Microsoft has been working for years to come up with a version of Windows that doesn’t depend on parts of the programming code used in earlier versions of Windows. As each new version was developed some of the old code was reused – why reinvent the wheel – but after so many years this also causes problems. The people who best understood how some old code worked move on; stuff was designed years ago when today’s threats were never imagined, so we now find they’re insecure; new code runs into unexpected compatibility problems with the old code; Windows itself becomes huge and bloated etc. For a while Microsoft hoped the solution would be its Windows store and the UWP apps it hoped would be developed to fill it – if everything was UWP then lots of that old code wouldn’t be needed. But that never happened.
What Microsoft came up with after several attempts is a new version of Windows that aims to accomplish several goals, including leaving lots of that old baggage behind, Windows 10X. It will, at least initially, only come preinstalled on devices, so no worrying about driver installation or compatibility. It will be modular, so one version of Windows will work on every device form factor by changing only one or two modules. But maybe the most significant change is that most everything will run in containers, and that’s the part that will probably affect the Windows you use in the future.
Containers are like VMs [Virtual Machines] in that they’re isolated from the OS [Operating System] they run on. But VMs aren’t really that efficient, because there’s lots of overhead to emulating hardware in software, because you’re not making direct [best] use of the hardware itself, e.g. GPUs, and because it takes time to boot or start the OS in a VM. A container is like a lighter weight VM hybrid that tries to reduce or eliminate those inefficiencies. It uses hardware directly, so there’s better performance and less overhead, while it’s smaller than a similar VM, so it’s faster starting, and both faster and easier to replicate. But it also retains the isolation that makes VMs attractive.
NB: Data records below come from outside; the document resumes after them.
//! Metrics collection and exposition.
//!
//! # Metrics
//! - `rpc_proxy_requests_total` (counter): dispatches by outcome
//! - `rpc_proxy_attempts_total` (counter): upstream attempts by provider, outcome
//! - `rpc_proxy_dispatch_duration_seconds` (histogram): end-to-end dispatch latency
//!
//! Recording is a no-op until [`init_metrics`] installs the exporter.

use std::net::SocketAddr;
use std::time::Instant;

use metrics_exporter_prometheus::{BuildError, PrometheusBuilder};

/// Install the Prometheus exporter and its scrape listener.
pub fn init_metrics(addr: SocketAddr) -> Result<(), BuildError> {
    PrometheusBuilder::new().with_http_listener(addr).install()?;
    tracing::info!(address = %addr, "Metrics exporter listening");
    Ok(())
}

pub fn record_attempt(provider: &str, outcome: &'static str) {
    metrics::counter!(
        "rpc_proxy_attempts_total",
        "provider" => provider.to_string(),
        "outcome" => outcome
    )
    .increment(1);
}

pub fn record_dispatch(outcome: &'static str, start_time: Instant) {
    metrics::counter!("rpc_proxy_requests_total", "outcome" => outcome).increment(1);
    metrics::histogram!("rpc_proxy_dispatch_duration_seconds", "outcome" => outcome)
        .record(start_time.elapsed().as_secs_f64());
}
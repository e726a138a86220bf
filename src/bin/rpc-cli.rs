use clap::{Parser, Subcommand};
use serde_json::{json, Value};

#[derive(Parser)]
#[command(name = "rpc-cli")]
#[command(about = "Command-line client for the failover JSON-RPC proxy", long_about = None)]
struct Cli {
    #[arg(short, long, default_value = "http://localhost:8000")]
    url: String,

    #[command(subcommand)]
    command: Commands,
}

#[derive(Subcommand)]
enum Commands {
    /// Check proxy liveness
    Health,
    /// Send a JSON-RPC call through the proxy
    Call {
        /// Method name, e.g. eth_blockNumber
        method: String,
        /// Positional params as a JSON array
        #[arg(default_value = "[]")]
        params: String,
        /// Request id
        #[arg(long, default_value_t = 1)]
        id: i64,
    },
}

#[tokio::main]
async fn main() -> Result<(), Box<dyn std::error::Error>> {
    let cli = Cli::parse();
    let client = reqwest::Client::new();
    let base = cli.url.trim_end_matches('/');

    match cli.command {
        Commands::Health => {
            let res = client.get(format!("{}/health", base)).send().await?;
            print_response(res).await?;
        }
        Commands::Call { method, params, id } => {
            let params: Value = serde_json::from_str(&params)?;
            if !params.is_array() {
                return Err("params must be a JSON array".into());
            }
            let body = json!({
                "jsonrpc": "2.0",
                "method": method,
                "params": params,
                "id": id,
            });
            let res = client.post(format!("{}/", base)).json(&body).send().await?;
            print_response(res).await?;
        }
    }

    Ok(())
}

async fn print_response(res: reqwest::Response) -> Result<(), Box<dyn std::error::Error>> {
    let status = res.status();
    let text = res.text().await?;

    let rendered = match serde_json::from_str::<Value>(&text) {
        Ok(json) => serde_json::to_string_pretty(&json)?,
        Err(_) => text,
    };

    if status.is_success() {
        println!("{}", rendered);
    } else {
        eprintln!("Error: proxy returned status {}", status);
        eprintln!("{}", rendered);
        std::process::exit(1);
    }
    Ok(())
}
//! Per-dispatch attempt pool.
//!
//! # Responsibilities
//! - Track which provider indices have not been tried for one request
//! - Draw the next index through a [`Selector`], without replacement

use std::fmt;

use rand::Rng;

/// Chooses a position within the remaining candidates.
pub trait Selector: Send + Sync + fmt::Debug {
    /// Return a position in `0..len`. Never called with `len == 0`.
    fn pick(&self, len: usize) -> usize;
}

/// Uniformly random choice, independent of configuration order.
#[derive(Debug, Default, Clone, Copy)]
pub struct UniformRandom;

impl Selector for UniformRandom {
    fn pick(&self, len: usize) -> usize {
        rand::thread_rng().gen_range(0..len)
    }
}

/// Provider indices not yet attempted. Created per dispatch, never shared.
#[derive(Debug, Clone, PartialEq, Eq)]
pub struct AttemptPool {
    remaining: Vec<usize>,
}

impl AttemptPool {
    /// Pool holding every index in `0..provider_count`.
    pub fn new(provider_count: usize) -> Self {
        Self {
            remaining: (0..provider_count).collect(),
        }
    }

    pub fn len(&self) -> usize {
        self.remaining.len()
    }

    pub fn is_empty(&self) -> bool {
        self.remaining.is_empty()
    }

    /// Remove and return one index, or `None` once exhausted.
    pub fn draw(&mut self, selector: &dyn Selector) -> Option<usize> {
        if self.remaining.is_empty() {
            return None;
        }
        // clamp: a misbehaving selector must not panic the request
        let position = selector.pick(self.remaining.len()).min(self.remaining.len() - 1);
        Some(self.remaining.swap_remove(position))
    }
}

#[cfg(test)]
mod tests {
    use super::*;
    use std::collections::HashSet;

    #[derive(Debug)]
    struct Last;

    impl Selector for Last {
        fn pick(&self, len: usize) -> usize {
            len - 1
        }
    }

    #[derive(Debug)]
    struct OutOfRange;

    impl Selector for OutOfRange {
        fn pick(&self, len: usize) -> usize {
            len + 10
        }
    }

    #[test]
    fn test_draw_without_replacement() {
        let mut pool = AttemptPool::new(5);
        let mut seen = HashSet::new();

        while let Some(index) = pool.draw(&UniformRandom) {
            assert!(seen.insert(index), "index {} drawn twice", index);
        }

        assert_eq!(seen, (0..5).collect());
        assert!(pool.is_empty());
    }

    #[test]
    fn test_pool_shrinks_by_one() {
        let mut pool = AttemptPool::new(3);
        assert_eq!(pool.len(), 3);
        pool.draw(&Last);
        assert_eq!(pool.len(), 2);
        pool.draw(&Last);
        assert_eq!(pool.len(), 1);
        pool.draw(&Last);
        assert_eq!(pool.draw(&Last), None);
    }

    #[test]
    fn test_empty_pool() {
        let mut pool = AttemptPool::new(0);
        assert!(pool.is_empty());
        assert_eq!(pool.draw(&UniformRandom), None);
    }

    #[test]
    fn test_out_of_range_pick_is_clamped() {
        let mut pool = AttemptPool::new(2);
        assert_eq!(pool.draw(&OutOfRange), Some(1));
        assert_eq!(pool.draw(&OutOfRange), Some(0));
    }

    #[test]
    fn test_uniform_first_pick_covers_all() {
        let mut counts = [0usize; 4];
        for _ in 0..2000 {
            let mut pool = AttemptPool::new(4);
            counts[pool.draw(&UniformRandom).unwrap()] += 1;
        }
        // expected 500 each
        for count in counts {
            assert!(count > 350, "skewed distribution: {:?}", counts);
        }
    }
}
//! Event Bus (C1), §4.1 — in-process pub/sub with a bounded event log.
//!
//! Delivery is fire-and-forget, best-effort, unordered across events, FIFO per (event,
//! subscriber). Handlers must not block the publisher: each handler is invoked in its own
//! spawned task so a slow or panicking subscriber can never stall `publish`. The bus retains
//! the last 100 events for diagnostics and has no persistence of its own — crash-safety lives
//! in Store.

use std::collections::{HashMap, VecDeque};
use std::sync::Arc;

use chrono::Utc;
use parking_lot::RwLock;
use tracing::{trace, warn};

use crate::model::Event;

const EVENT_LOG_CAPACITY: usize = 100;

/// A subscriber callback. Boxed so the bus can hold a heterogeneous list per event name.
pub type Handler = Arc<dyn Fn(Event) + Send + Sync>;

#[derive(Default)]
struct Registry {
    /// Handlers keyed by event name, FIFO per (event, subscriber) via `Vec` push order.
    by_event: HashMap<String, Vec<Handler>>,
    /// Handlers subscribed to every event regardless of name.
    wildcard: Vec<Handler>,
    /// Agents that have called `register`, purely for `status()` reporting.
    registered_agents: Vec<String>,
}

/// The shared, `Arc`-wrapped event bus. Construct once at startup and clone the `Arc` into
/// every component that needs to publish or subscribe.
pub struct EventBus {
    registry: RwLock<Registry>,
    log: RwLock<VecDeque<Event>>,
}

/// Snapshot returned by `status()`.
#[derive(Debug, Clone, serde::Serialize)]
pub struct BusStatus {
    pub registered_agents: Vec<String>,
    pub event_names_with_subscribers: Vec<String>,
    pub wildcard_subscriber_count: usize,
    pub log_len: usize,
}

impl EventBus {
    pub fn new() -> Arc<Self> {
        Arc::new(Self {
            registry: RwLock::new(Registry::default()),
            log: RwLock::new(VecDeque::with_capacity(EVENT_LOG_CAPACITY)),
        })
    }

    /// Record that `agent` is a participant in the bus. Idempotent.
    pub fn register(&self, agent: impl Into<String>) {
        let agent = agent.into();
        let mut reg = self.registry.write();
        if !reg.registered_agents.contains(&agent) {
            reg.registered_agents.push(agent);
        }
    }

    /// Subscribe `handler` to `event_name`. Returns nothing the caller needs to hold — there is
    /// no unsubscribe in the source protocol.
    pub fn subscribe(&self, event_name: impl Into<String>, handler: Handler) {
        self.registry
            .write()
            .by_event
            .entry(event_name.into())
            .or_default()
            .push(handler);
    }

    /// Subscribe to every event published on the bus.
    pub fn subscribe_all(&self, handler: Handler) {
        self.registry.write().wildcard.push(handler);
    }

    /// Publish `event_name` with `payload` from `from_agent`. Best-effort: each matching
    /// handler runs in its own spawned task so a slow/panicking handler cannot block the
    /// publisher or other handlers.
    pub fn publish(&self, from_agent: impl Into<String>, event_name: impl Into<String>, payload: serde_json::Value) {
        let event = Event {
            from_agent: from_agent.into(),
            name: event_name.into(),
            payload,
            timestamp: Utc::now(),
        };

        {
            let mut log = self.log.write();
            if log.len() == EVENT_LOG_CAPACITY {
                log.pop_front();
            }
            log.push_back(event.clone());
        }

        let reg = self.registry.read();
        let mut dispatched = 0usize;
        if let Some(handlers) = reg.by_event.get(&event.name) {
            for h in handlers {
                dispatched += 1;
                spawn_handler(h.clone(), event.clone());
            }
        }
        for h in &reg.wildcard {
            dispatched += 1;
            spawn_handler(h.clone(), event.clone());
        }
        trace!(event = %event.name, from = %event.from_agent, dispatched, "event published");
    }

    /// Last `n` events (most recent last), for diagnostics.
    pub fn recent_events(&self, n: usize) -> Vec<Event> {
        let log = self.log.read();
        log.iter().rev().take(n).rev().cloned().collect()
    }

    pub fn status(&self) -> BusStatus {
        let reg = self.registry.read();
        BusStatus {
            registered_agents: reg.registered_agents.clone(),
            event_names_with_subscribers: reg.by_event.keys().cloned().collect(),
            wildcard_subscriber_count: reg.wildcard.len(),
            log_len: self.log.read().len(),
        }
    }
}

fn spawn_handler(handler: Handler, event: Event) {
    // Each handler runs on its own task. A panicking handler only takes down that task, not
    // the publisher or any other subscriber.
    tokio::spawn(async move {
        handler(event);
    });
}

#[cfg(test)]
mod tests {
    use super::*;
    use std::sync::atomic::{AtomicUsize, Ordering};

    #[tokio::test]
    async fn publish_dispatches_to_matching_and_wildcard() {
        let bus = EventBus::new();
        let matched = Arc::new(AtomicUsize::new(0));
        let wild = Arc::new(AtomicUsize::new(0));

        let m = matched.clone();
        bus.subscribe(
            "signal.active",
            Arc::new(move |_e| {
                m.fetch_add(1, Ordering::SeqCst);
            }),
        );
        let w = wild.clone();
        bus.subscribe_all(Arc::new(move |_e| {
            w.fetch_add(1, Ordering::SeqCst);
        }));

        bus.publish("strategy_agent", "signal.active", serde_json::json!({"id": "SIG-1"}));
        bus.publish("strategy_agent", "other.event", serde_json::json!({}));

        tokio::time::sleep(std::time::Duration::from_millis(20)).await;

        assert_eq!(matched.load(Ordering::SeqCst), 1);
        assert_eq!(wild.load(Ordering::SeqCst), 2);
    }

    #[test]
    fn log_is_bounded_to_100() {
        let bus = EventBus::new();
        for i in 0..150 {
            bus.publish("x", "tick", serde_json::json!({"i": i}));
        }
        assert_eq!(bus.status().log_len, 100);
        let recent = bus.recent_events(5);
        assert_eq!(recent.len(), 5);
    }

    #[test]
    fn register_is_idempotent() {
        let bus = EventBus::new();
        bus.register("strategy_agent");
        bus.register("strategy_agent");
        assert_eq!(bus.status().registered_agents.len(), 1);
    }
}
Using containers in Windows is not new – Microsoft started down this path years ago, e.g. with Internet Explorer’s protected mode – and they’ve been slowly increasing the use of containers for better corporate security. And then there’s Win10’s Sandbox – basically Windows desktop in a container. In Windows 10X containers are part of an effort to isolate the core Windows files, not unlike an Android cell phone, both for better security and to better allow for a sort of duplicate OS, which can be updated without interfering with normal operation, then switched into active mode with a reboot.
No one knows how much of Windows 10X will become a part of the Windows we’re using now – Microsoft doesn’t know yet how well any of it will work out in real life, &/or whether the new devices using 10X will go the way of Windows Phone. But more use of containers is almost a sure bet. Their isolation means better security, fewer software compatibility issues, less chance for some app to muck up Windows basically, and all that potentially means less work for Microsoft’s developers, and that means less cost for Microsoft.